L’éducation patriarcale joue également un rôle déterminant dans ces disparités. Au travail comme dans la sphère domestique, les femmes sont victimes d’attitudes et de comportements intériorisés dès l’enfance comme étant désirables. Éduquées à prendre le moins de place possible, à être douces, à ne pas faire de vagues, elles sont poussées à se mettre en retrait dès le plus jeune âge. Selon une étude réalisée par Édith Maruéjouls, géographe spécialiste du genre, dans une cour d’école, les filles occupent l’espace périphérique et jouent à des jeux « calmes », tandis que les garçons investissent l’espace central, bougent et font du bruit. À l’âge adulte, ces mécanismes sont toujours à l’œuvre ; ils se traduisent par des difficultés à prendre la parole, à revendiquer ce qui ne va pas, à oser demander un partage équitable des tâches ou une augmentation.

« Les femmes prennent peu la parole au travail par peur d’aller au conflit et parce que, souvent, elles ne se pensent pas assez compétentes, explique Titiou Lecoq.

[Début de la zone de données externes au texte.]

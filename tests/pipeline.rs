use tempfile::TempDir;

use crn_surrogate::output::{build_graph, write_trajectory_csv};
use crn_surrogate::{
    Architecture, AutoregressiveSampler, DatasetBundle, DatasetGenerator, Device, GenerationStatus,
    GillespieModel, MdnNetwork, ModelArtifact, ModelSpecMetadata, NetworkDefinition, Randomizer,
    RandomizationConfig, ReactionSolver, RoundingPolicy, SimulationConfig, StopReason,
    SurrogateConfig, Trainer, TrainingConfig, Unmonitored,
};

const BIRTH_DEATH: &str = "\
model birth_death()
  species A, B
  make: -> A; kb
  convert: A -> B; kc*A
  decay: B -> ; kd*B
  A = 5
  B = 0
  kb = 2
  kc = 0.5
  kd = 0.2
end
";

fn simulation() -> SimulationConfig {
    SimulationConfig {
        start_time: 0.0,
        end_time: 5.0,
        n_steps: 5,
        n_init_conditions: 4,
        n_sims_per_init_condition: 3,
        random_seed: 42,
    }
}

#[test]
fn parsing_is_deterministic() {
    let first = GillespieModel::load(BIRTH_DEATH).unwrap();
    let second = GillespieModel::load(BIRTH_DEATH).unwrap();
    assert_eq!(first.species_names(), second.species_names());
    assert_eq!(first.species_names(), &["A", "B"]);
    assert_eq!(first.parameter_names(), &["kb", "kc", "kd"]);
}

#[test]
fn zero_species_scenario_keeps_zero_and_bounds_nonzero() {
    let mut randomizer = Randomizer::from_seed(9);
    let nominal = vec![("A".to_string(), 0.0), ("B".to_string(), 20.0)];
    let conditions = randomizer
        .randomize_initial_conditions(&nominal, 3, 0.1, 0.0, (0.0, 10.0))
        .unwrap();
    assert_eq!(conditions.len(), 3);
    for row in conditions.rows() {
        assert_eq!(row[0], 0.0);
        assert!((18.0..=22.0).contains(&row[1]));
    }
}

#[test]
fn generate_train_persist_and_sample() {
    let dir = TempDir::new().unwrap();
    let sim = simulation();

    let mut model = GillespieModel::load(BIRTH_DEATH).unwrap().with_seed(sim.random_seed);
    let randomization = RandomizationConfig {
        zero_perturb_prob: 1.0,
        zero_perturb_range: (0.0, 4.0),
        seed: 7,
        ..RandomizationConfig::default()
    };
    let mut randomizer = Randomizer::from_seed(randomization.seed);
    let (conditions, parameters) = randomizer
        .randomize(
            &randomization,
            &model.species_values(),
            &model.parameter_values(),
            sim.n_init_conditions,
        )
        .unwrap();
    assert!(parameters.is_none());

    let generator = DatasetGenerator::new(sim.clone()).unwrap();
    let outcome = generator
        .generate(&mut model, &conditions, None, &mut Unmonitored)
        .unwrap();
    assert_eq!(outcome.status, GenerationStatus::Complete);
    assert_eq!(outcome.tensor.shape(), (12, 6, 3));
    // every replicate starts from its condition
    for s in 0..12 {
        assert_eq!(&outcome.tensor.point(s, 0)[1..], conditions.row(s / 3));
    }

    let metadata = ModelSpecMetadata::from_model(&model, &sim, false);
    let bundle = DatasetBundle::new(metadata, outcome).unwrap();
    let dataset_path = dir.path().join("dataset.json");
    bundle.save_json(&dataset_path).unwrap();
    let bundle = DatasetBundle::load_json(&dataset_path).unwrap();
    assert_eq!(bundle.initial_conditions().unwrap().len(), 4);
    write_trajectory_csv(&dir.path().join("trajectories.csv"), &bundle.tensor).unwrap();

    let surrogate = SurrogateConfig {
        hidden_size: 8,
        num_layers: 2,
        device: Device::Cpu,
        init_seed: 3,
    };
    let architecture = Architecture::for_dataset(2, 0, &surrogate);
    let mut network = MdnNetwork::new(architecture, &surrogate).unwrap();
    let training = TrainingConfig {
        n_epochs: 3,
        patience: 3,
        batch_size: 4,
        learning_rate: 5e-3,
        seed: 11,
        ..TrainingConfig::default()
    };
    let trainer = Trainer::new(training, &bundle.tensor, 2).unwrap();
    assert_eq!((trainer.n_train(), trainer.n_test()), (9, 3));
    let report = trainer.train(&mut network, &mut Unmonitored).unwrap();
    assert!(report.epochs_run >= 1 && report.epochs_run <= 3);
    assert!(matches!(
        report.stop_reason(),
        Some(StopReason::Completed) | Some(StopReason::EarlyStop)
    ));
    assert!(trainer.validate(&network).unwrap().mean_nll.is_finite());

    let artifact_path = dir.path().join("model.json");
    ModelArtifact::new(bundle.metadata.clone(), &network)
        .unwrap()
        .save(&artifact_path)
        .unwrap();
    let artifact = ModelArtifact::load(&artifact_path).unwrap();
    let restored = artifact.instantiate().unwrap();
    assert_eq!(restored, network);

    let sampler = AutoregressiveSampler::new(
        &restored,
        artifact.metadata.species.clone(),
        RoundingPolicy::Nearest,
    )
    .unwrap();
    let start = bundle.initial_conditions().unwrap();
    let step = artifact.metadata.simulation.step_size();
    let first = sampler.simulate(&start, step, 8, 2).unwrap();
    let second = sampler.simulate(&start, step, 8, 2).unwrap();
    assert_eq!(first, second);
    assert_eq!(first.shape(), (8, 9, 3));
    assert_eq!(first.point(0, 8)[0], 8.0);

    let graph = build_graph(&restored).unwrap();
    assert_eq!(graph.input_shape, [1, 1, 3]);
}

#[test]
fn exchange_json_loads_like_rules() {
    let rules = NetworkDefinition::parse(BIRTH_DEATH).unwrap();
    let json = crn_surrogate::network::exchange::to_json(&rules).unwrap();
    let model = GillespieModel::load(&json).unwrap();
    assert_eq!(model.species_names(), &["A", "B"]);
    assert_eq!(model.value("kc"), Some(0.5));
}
#[cfg(test)]
mod tests {
    use super::*;

    fn small(seed: u64) -> MdnNetwork {
        let config = SurrogateConfig {
            hidden_size: 4,
            num_layers: 2,
            device: Device::Cpu,
            init_seed: seed,
        };
        MdnNetwork::new(Architecture::for_dataset(2, 0, &config), &config).unwrap()
    }

    fn sequence() -> (Vec<DVector<f64>>, Vec<DVector<f64>>) {
        let inputs = vec![
            DVector::from_vec(vec![0.0, 1.0, 2.0]),
            DVector::from_vec(vec![0.5, 1.5, 1.0]),
        ];
        let targets = vec![
            DVector::from_vec(vec![1.5, 1.0]),
            DVector::from_vec(vec![2.0, 0.0]),
        ];
        (inputs, targets)
    }

    #[test]
    fn sigma_is_strictly_positive() {
        let net = small(1);
        let (inputs, _) = sequence();
        for pred in net.forward(&inputs) {
            assert_eq!(pred.mu.len(), 2);
            assert!(pred.sigma.iter().all(|s| *s > 0.0));
        }
    }

    #[test]
    fn layout_covers_every_parameter() {
        let net = small(2);
        let counted: usize = net
            .architecture()
            .tensor_layout()
            .iter()
            .map(|(_, (r, c))| r * c)
            .sum();
        assert_eq!(counted, net.parameter_count());
    }

    #[test]
    fn weights_round_trip_into_fresh_network() {
        let trained = small(3);
        let mut fresh = small(4);
        assert_ne!(trained, fresh);
        fresh.load_weights(&trained.weights()).unwrap();
        assert_eq!(trained, fresh);
    }

    #[test]
    fn mismatched_species_count_is_a_shape_error() {
        let trained = small(5);
        let config = SurrogateConfig {
            hidden_size: 4,
            num_layers: 2,
            device: Device::Cpu,
            init_seed: 6,
        };
        let mut other = MdnNetwork::new(Architecture::for_dataset(3, 0, &config), &config).unwrap();
        let before = other.clone();
        assert!(matches!(
            other.load_weights(&trained.weights()),
            Err(CrnError::ShapeMismatch { .. })
        ));
        assert_eq!(other, before);
    }

    #[test]
    fn extra_layers_are_a_shape_error() {
        let deep = small(8);
        let config = SurrogateConfig {
            hidden_size: 4,
            num_layers: 1,
            device: Device::Cpu,
            init_seed: 9,
        };
        let mut shallow = MdnNetwork::new(Architecture::for_dataset(2, 0, &config), &config).unwrap();
        let before = shallow.clone();
        assert!(matches!(
            shallow.load_weights(&deep.weights()),
            Err(CrnError::ShapeMismatch { expected: (9, 1), got: (12, 1), .. })
        ));
        assert_eq!(shallow, before);
        assert!(matches!(
            deep.clone().load_weights(&shallow.weights()),
            Err(CrnError::ShapeMismatch { .. })
        ));
    }

    #[test]
    fn predict_step_checks_input_width() {
        let net = small(7);
        assert!(net.predict_step(&[0.0, 1.0, 2.0]).is_ok());
        assert!(matches!(
            net.predict_step(&[0.0, 1.0]),
            Err(CrnError::LengthMismatch { .. })
        ));
    }

    #[test]
    fn gradients_match_finite_difference() {
        let net = small(8);
        let (inputs, targets) = sequence();
        let mut grads = net.zeros_like();
        let loss = net.accumulate_gradients(&inputs, &targets, 1.0, &mut grads);
        assert!((loss - net.sequence_nll(&inputs, &targets)).abs() < 1e-12);

        let eps = 1e-6;
        let analytic = grads.slices().iter().map(|s| s.to_vec()).collect::<Vec<_>>();
        // probe one entry from every tensor
        for (tensor, grad) in analytic.iter().enumerate() {
            let idx = grad.len() / 2;
            let mut plus = net.clone();
            plus.slices_mut()[tensor][idx] += eps;
            let mut minus = net.clone();
            minus.slices_mut()[tensor][idx] -= eps;
            let numeric = (plus.sequence_nll(&inputs, &targets) - minus.sequence_nll(&inputs, &targets)) / (2.0 * eps);
            assert!(
                (numeric - grad[idx]).abs() < 1e-4 * (1.0 + numeric.abs()),
                "tensor {tensor}: numeric {numeric} analytic {}",
                grad[idx]
            );
        }
    }

    #[test]
    fn adam_steps_reduce_loss() {
        let mut net = small(9);
        let (inputs, targets) = sequence();
        let mut adam = Adam::new(1e-2);
        let start = net.sequence_nll(&inputs, &targets);
        for _ in 0..50 {
            let mut grads = net.zeros_like();
            net.accumulate_gradients(&inputs, &targets, 1.0, &mut grads);
            net.apply_gradients(&mut adam, &grads);
        }
        assert!(net.sequence_nll(&inputs, &targets) < start);
    }
}
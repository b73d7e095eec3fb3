//! ocunit2junit: JUnit XML reports from OCUnit/XCTest output
//!
//! Reads an xcodebuild log from stdin (or files), echoes it unchanged, and
//! writes one JUnit report per test suite. The process exits with the code
//! the build itself reported.

use clap::Parser;
use ocunit2junit::config::Config;
use tracing::error;

fn main() {
    let config = Config::parse();

    // Logs go to stderr; stdout carries the echoed log
    tracing_subscriber::fmt()
        .with_writer(std::io::stderr)
        .with_env_filter(
            tracing_subscriber::EnvFilter::from_default_env()
                .add_directive(config.log_level().into()),
        )
        .init();

    match ocunit2junit::run(&config) {
        Ok(exit_code) => std::process::exit(exit_code),
        Err(e) => {
            error!("{e:#}");
            std::process::exit(1);
        }
    }
}
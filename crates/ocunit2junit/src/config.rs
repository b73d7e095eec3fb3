//! Configuration for the ocunit2junit command
//!
//! Every setting has a default, so a bare `ocunit2junit` reads stdin, writes
//! reports to `test-reports`, and takes the host name from the system.

use std::path::PathBuf;

use clap::Parser;

/// Directory reports are written to when `--output-dir` is not given
pub const DEFAULT_OUTPUT_DIR: &str = "test-reports";

/// ocunit2junit - turn OCUnit/XCTest output into JUnit XML reports
///
/// Pipe xcodebuild through this command. Every line is passed through to
/// stdout unchanged, and one TEST-<suite>.xml report is written per suite.
///
/// Example:
///   xcodebuild test -scheme App | ocunit2junit
#[derive(Parser, Debug, Clone, Default)]
#[command(name = "ocunit2junit")]
#[command(version, about, long_about = None)]
pub struct Config {
    /// Log files to read, in order
    ///
    /// Reads stdin when no files are given. Several files are read as one
    /// continuous log.
    pub inputs: Vec<PathBuf>,

    /// Directory to write reports to
    ///
    /// The directory is deleted and recreated empty before the log is read.
    /// Defaults to ./test-reports.
    #[arg(short, long)]
    pub output_dir: Option<PathBuf>,

    /// Host name to record in reports
    ///
    /// Defaults to the name of this machine.
    #[arg(long)]
    pub hostname: Option<String>,

    /// Enable verbose logging (debug level)
    ///
    /// Logs are written to stderr so stdout stays an exact copy of the input.
    #[arg(short, long, default_value = "false")]
    pub verbose: bool,

    /// Quiet mode - suppress info-level logs
    ///
    /// Only errors and warnings will be logged.
    #[arg(short, long, default_value = "false")]
    pub quiet: bool,
}

impl Config {
    /// Get the report directory, using the default if not specified
    #[must_use]
    pub fn reports_dir(&self) -> PathBuf {
        self.output_dir
            .clone()
            .unwrap_or_else(|| PathBuf::from(DEFAULT_OUTPUT_DIR))
    }

    /// Whether the log is read from stdin
    #[must_use]
    pub fn reads_stdin(&self) -> bool {
        self.inputs.is_empty()
    }

    /// Validate the configuration
    ///
    /// # Errors
    ///
    /// Returns an error if an input path doesn't exist or isn't a file.
    pub fn validate(&self) -> Result<(), ConfigError> {
        for input in &self.inputs {
            if !input.exists() {
                return Err(ConfigError::InputNotFound(input.clone()));
            }
            if !input.is_file() {
                return Err(ConfigError::InputNotFile(input.clone()));
            }
        }
        Ok(())
    }

    /// Get the log level based on verbose/quiet flags
    #[must_use]
    pub fn log_level(&self) -> tracing::Level {
        if self.verbose {
            tracing::Level::DEBUG
        } else if self.quiet {
            tracing::Level::WARN
        } else {
            tracing::Level::INFO
        }
    }
}

/// Configuration errors
#[derive(Debug, thiserror::Error)]
pub enum ConfigError {
    /// Input path not found
    #[error("Input file not found: {0}")]
    InputNotFound(PathBuf),

    /// Input path is not a regular file
    #[error("Input path is not a file: {0}")]
    InputNotFile(PathBuf),
}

Quand on pense comme ça, on ne se sent jamais légitime. » Pour lutter contre ces engrenages insidieux, la journaliste féministe mise sur la sororité : « Des girls clubs, ça peut très bien fonctionner. Il faut que les femmes s’entraident, s’encouragent à prendre la parole. »

Parler – avec son conjoint, ses enfants, sa famille, ses potes, ses collègues pour déconstruire les schémas. Questionner les normes de genre, mais aussi l’idée selon laquelle l’égalité serait déjà atteinte. « C’est une impression d’égalité, voire une grosse arnaque. On nous dit “vous avez droit à l’IVG et à un compte en banque, c’est bon, c’est réglé”. En fait non, pas du tout. Si on ne déconstruit pas cela, on peut se leurrer facilement, même en tant que femme », alerte Titiou Lecoq.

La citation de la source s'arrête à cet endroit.